How much and how variably predecoding will expand an instruction
bundle seems a significant design consideration. If the storage
space for this extra metadata has other potential uses,
variability may not be as important (with proper consideration
of the impact of complexity on design effort and validation).

The expansion relative to data should also be considered. If
one has strong motivation for associating a comparable amount
of metadata with non-code memory in cache (with similar access
expectations), this might not be critical but this does
introduce potential binding of microarchitecture to architecture.
(If translation costs are modest for all reasonable expected
implementations, the binding might not be too tight.) A shared
instruction/data L1 cache can still be a reasonable design, so
storage compatibility is important. One would also need to
consider the tradeoffs of retranslation when data is to be used
as instructions.

I would also argue that with a bundle-based encoding the
internal parsing of components may not benefit as much from
fixed operation-based formatting. This is effectively just
extending the context-based interpretation of fields to the
entire bundle. A classic RISC might have a major opcode field
that determined whether additional fields were interpreted as
literal data, register names, or opcode extensions; a bundle-
based encoding might have a tree of interpretation bits,
perhaps with a trunk in the middle of the bundle and limbs
distributed in the bundle if such helps.

(One need not even force operations to be listed in execution
order. A traditional sequential encoding *feels* suboptimal,
but I do not know even if an encoding more suitable — for
efficient current and near future hardware implementation
executing general-purpose code — is possible.)

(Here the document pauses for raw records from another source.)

//! Min-max scaling and supervised window preparation

use crate::data::MonthlySeries;
use crate::error::{ForecastError, Result};
use ndarray::{Array1, Array2};
use serde::{Deserialize, Serialize};

/// Min-max normalization fitted to one training series.
///
/// Fitted once per training run, persisted beside the model, and never
/// refit on forecast-only calls.
#[derive(Debug, Clone, PartialEq, Serialize, Deserialize)]
pub struct MinMaxScaler {
    data_min: f64,
    data_max: f64,
}

impl MinMaxScaler {
    /// Fit the scaler to the observed value range
    pub fn fit(values: &[f64]) -> Result<Self> {
        if values.is_empty() {
            return Err(ForecastError::InvalidParameter(
                "cannot fit a scaler to an empty series".to_string(),
            ));
        }
        let data_min = values.iter().cloned().fold(f64::INFINITY, f64::min);
        let data_max = values.iter().cloned().fold(f64::NEG_INFINITY, f64::max);
        if !data_min.is_finite() || !data_max.is_finite() {
            return Err(ForecastError::ForecastNumerical(
                "series contains non-finite values".to_string(),
            ));
        }
        Ok(Self { data_min, data_max })
    }

    fn range(&self) -> f64 {
        self.data_max - self.data_min
    }

    /// Scale a value into [0, 1]. A constant series scales to 0.0.
    pub fn transform(&self, value: f64) -> f64 {
        let range = self.range();
        if range == 0.0 {
            0.0
        } else {
            (value - self.data_min) / range
        }
    }

    /// Map a scaled value back to the original scale
    pub fn inverse_transform(&self, scaled: f64) -> f64 {
        scaled * self.range() + self.data_min
    }

    pub fn transform_all(&self, values: &[f64]) -> Vec<f64> {
        values.iter().map(|&v| self.transform(v)).collect()
    }

    pub fn inverse_transform_all(&self, scaled: &[f64]) -> Vec<f64> {
        scaled.iter().map(|&v| self.inverse_transform(v)).collect()
    }
}

/// Windowed training data: `x` rows of `time_steps` scaled values each,
/// `y` the scaled value immediately after each window
#[derive(Debug, Clone)]
pub struct TrainingData {
    pub x: Array2<f64>,
    pub y: Array1<f64>,
}

impl TrainingData {
    pub fn samples(&self) -> usize {
        self.x.nrows()
    }

    pub fn time_steps(&self) -> usize {
        self.x.ncols()
    }
}

/// Reformulate a series as next-step supervised learning.
///
/// Produces exactly `series.len() - time_steps` window/target pairs; a
/// series shorter than `time_steps + 1` cannot produce any and fails with
/// `InsufficientHistory` instead of returning degenerate arrays.
pub fn prepare(series: &MonthlySeries, time_steps: usize) -> Result<(TrainingData, MinMaxScaler)> {
    if time_steps == 0 {
        return Err(ForecastError::InvalidParameter(
            "time_steps must be positive".to_string(),
        ));
    }
    let values = series.values();
    if values.len() < time_steps + 1 {
        return Err(ForecastError::InsufficientHistory {
            actual: values.len(),
            required: time_steps + 1,
        });
    }

    let scaler = MinMaxScaler::fit(&values)?;
    let scaled = scaler.transform_all(&values);

    let samples = scaled.len() - time_steps;
    let mut x = Array2::zeros((samples, time_steps));
    let mut y = Array1::zeros(samples);
    for i in 0..samples {
        for t in 0..time_steps {
            x[[i, t]] = scaled[i + t];
        }
        y[i] = scaled[i + time_steps];
    }

    Ok((TrainingData { x, y }, scaler))
}

#[cfg(test)]
mod tests {
    use super::*;
    use crate::data::{SeriesPoint, YearMonth};
    use assert_approx_eq::assert_approx_eq;

    fn series_of(values: &[f64]) -> MonthlySeries {
        let mut month = YearMonth { year: 2023, month: 1 };
        let points = values
            .iter()
            .map(|&value| {
                let p = SeriesPoint { month, value };
                month = month.succ();
                p
            })
            .collect();
        MonthlySeries::new(points)
    }

    #[test]
    fn scaler_round_trips_in_range_values() {
        let scaler = MinMaxScaler::fit(&[10.0, 20.0, 30.0, 40.0, 50.0]).unwrap();
        for v in [10.0, 17.5, 33.3, 50.0] {
            assert_approx_eq!(scaler.inverse_transform(scaler.transform(v)), v, 1e-12);
        }
        assert_approx_eq!(scaler.transform(10.0), 0.0);
        assert_approx_eq!(scaler.transform(50.0), 1.0);
    }

    #[test]
    fn constant_series_scales_to_zero() {
        let scaler = MinMaxScaler::fit(&[7.0, 7.0, 7.0]).unwrap();
        assert_eq!(scaler.transform(7.0), 0.0);
        assert_eq!(scaler.inverse_transform(0.0), 7.0);
    }

    #[test]
    fn window_count_and_alignment() {
        let values: Vec<f64> = (0..20).map(|i| 100.0 + i as f64).collect();
        let series = series_of(&values);
        let (data, scaler) = prepare(&series, 12).unwrap();

        assert_eq!(data.samples(), 20 - 12);
        assert_eq!(data.time_steps(), 12);
        // Each target is the value right after its window
        for i in 0..data.samples() {
            assert_approx_eq!(data.y[i], scaler.transform(values[i + 12]), 1e-12);
            assert_approx_eq!(data.x[[i, 11]], scaler.transform(values[i + 11]), 1e-12);
        }
    }

    #[test]
    fn short_series_is_rejected() {
        let series = series_of(&[1.0, 2.0, 3.0]);
        let err = prepare(&series, 12).unwrap_err();
        match err {
            crate::error::ForecastError::InsufficientHistory { actual, required } => {
                assert_eq!(actual, 3);
                assert_eq!(required, 13);
            }
            other => panic!("unexpected error: {other}"),
        }
    }

    #[test]
    fn exactly_minimum_length_yields_one_window() {
        let values: Vec<f64> = (0..13).map(|i| i as f64).collect();
        let (data, _) = prepare(&series_of(&values), 12).unwrap();
        assert_eq!(data.samples(), 1);
    }
}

There might be advantages to bunching together dynamic
operand (register) names (which fields might be alternatively
interpreted as opcode extensions or immediate components,
implying that those roles would influence placement).

I suspect *operation* routing is more friendly to dynamic
generation than implied by VLIW/EPIC designs (especially with
in-order execution and uniform operand access), but operand
locality may be less friendly to dynamic generation. This
would seem to have implications for what information should be
included and where the information should be placed (and how
it should be encoded).

(One wacky idea I had was using bit lending/borrowing, where
unused bits in preceding instructions are placed in a buffer
(bank☺) from which following instructions can borrow. Overflow
of the buffer would just lose bits; underflow could provide
default bits. A similar method might apply to bundles where an
otherwise unusable parcel might be 'appended' to the following
bundle presumably with the constraint that following bundles
can be predecoded without reference to buffer contents. [The
buffer might also be saved and restored at call boundaries or
simply cleared on calls. Indirect jumps might clear the buffer.]
More significant immediate bits might fit this best, but
opcode extensions that do not concern operation routing might
be acceptable use. x86 uses prefixes to add bits to a 'following
instruction' and SPARC64 VIIIfx used a "Set eXtended Arithmetic
Register" instruction to add bits to the following two
instructions — an SIMD indicator bit and three bits to four
register fields for each instruction — but such are not
examples of elegant greenfield encoding practice but of
extending a legacy encoding.)

With respect to instruction encoding, one might also want to
consider the impact of atomic operations. Being able to
atomically insert a debug exception instruction (break) or
function call or jump with a single store instruction/operation
can be useful.

Constraining function calls to aligned bundles may exploit
bundle-granular encoding to provide something like My 66000's
ENTER instruction with slightly greater code density than an
independent instruction encoding — possibly saving an entire
major opcode for all but one of the instructions, truly
massive savings☺.

(If one had distinct 'instruction space' stores, it might be
practical to store privileged call keys in jump instructions
with the key insertion checked at the time of the store. The
'lock' could be encoded at the target, allowing immediate-style
encoding of a call gate. The owner of the function might be
derived based on the function address encoded in the call
instruction. Key revocation might be painful. This is not
terribly dissimilar to Itanium's Enter Privileged Code, which
entered privileged mode if the EPC instruction was in a page
marked as allowing such, but provides little extra value (more
diversity of privilege) and seems to add even more
complications.)

In terms of bundle size, 256 bits (32 bytes) might be more
appropriate. Cache blocks are unlikely to be smaller than that
(though flash memory fetch chunks for microcontrollers might
be smaller?) and that seems to be the size that matters if
some predecoding is done at cache insertion.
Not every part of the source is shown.